• [Your goal]:
Scan the records for lines with the word "impl", and copy every such line.

• [Data for this task]:

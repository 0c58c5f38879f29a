use tracing::{debug, info};

use crate::error::SinkError;
use crate::sink::FullscreenPlatform;

/// Tracks container fullscreen.  Requests go to the platform; `active` only
/// follows the platform's change notification, so exits the user makes
/// outside the player (Escape, window manager) are picked up too.
pub struct FullscreenCoordinator {
    platform: Box<dyn FullscreenPlatform>,
    active: bool,
    /// Last requested state still waiting for a notification.
    pending: Option<bool>,
}

impl FullscreenCoordinator {
    pub fn new(platform: Box<dyn FullscreenPlatform>) -> Self {
        Self {
            platform,
            active: false,
            pending: None,
        }
    }

    pub fn is_active(&self) -> bool {
        self.active
    }

    pub fn enter(&mut self) -> Result<(), SinkError> {
        self.platform.request_fullscreen()?;
        self.pending = Some(true);
        Ok(())
    }

    pub fn exit(&mut self) -> Result<(), SinkError> {
        self.platform.exit_fullscreen()?;
        self.pending = Some(false);
        Ok(())
    }

    pub fn toggle(&mut self) -> Result<(), SinkError> {
        if self.active {
            self.exit()
        } else {
            self.enter()
        }
    }

    /// Platform notification.  Returns true if the state changed.
    pub fn on_platform_change(&mut self, active: bool) -> bool {
        if self.pending.is_some_and(|want| want != active) {
            debug!("fullscreen: platform reports {} against request", active);
        }
        self.pending = None;
        if self.active == active {
            return false;
        }
        info!("fullscreen: {}", if active { "entered" } else { "exited" });
        self.active = active;
        true
    }
}

#[cfg(test)]
mod tests {
    use super::*;
    use std::sync::{Arc, Mutex};

    #[derive(Default)]
    struct Calls {
        requests: usize,
        exits: usize,
    }

    struct FakePlatform(Arc<Mutex<Calls>>);

    impl FullscreenPlatform for FakePlatform {
        fn request_fullscreen(&mut self) -> Result<(), SinkError> {
            self.0.lock().unwrap().requests += 1;
            Ok(())
        }

        fn exit_fullscreen(&mut self) -> Result<(), SinkError> {
            self.0.lock().unwrap().exits += 1;
            Ok(())
        }
    }

    fn coordinator() -> (FullscreenCoordinator, Arc<Mutex<Calls>>) {
        let calls = Arc::new(Mutex::new(Calls::default()));
        let fc = FullscreenCoordinator::new(Box::new(FakePlatform(calls.clone())));
        (fc, calls)
    }

    #[test]
    fn test_request_does_not_flip_state() {
        let (mut fc, calls) = coordinator();
        fc.enter().unwrap();
        assert!(!fc.is_active());
        assert_eq!(fc.pending, Some(true));
        assert_eq!(calls.lock().unwrap().requests, 1);

        assert!(fc.on_platform_change(true));
        assert!(fc.is_active());
        assert_eq!(fc.pending, None);
    }

    #[test]
    fn test_platform_exit_flips_state() {
        let (mut fc, calls) = coordinator();
        fc.enter().unwrap();
        fc.on_platform_change(true);

        // User pressed Escape; the player never asked.
        assert!(fc.on_platform_change(false));
        assert!(!fc.is_active());
        assert_eq!(calls.lock().unwrap().exits, 0);
    }

    #[test]
    fn test_toggle_follows_active() {
        let (mut fc, calls) = coordinator();
        fc.toggle().unwrap();
        fc.on_platform_change(true);
        fc.toggle().unwrap();
        let c = calls.lock().unwrap();
        assert_eq!((c.requests, c.exits), (1, 1));
    }
}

• [Written solution]:
impl FullscreenCoordinator {
    impl FullscreenPlatform for FakePlatform {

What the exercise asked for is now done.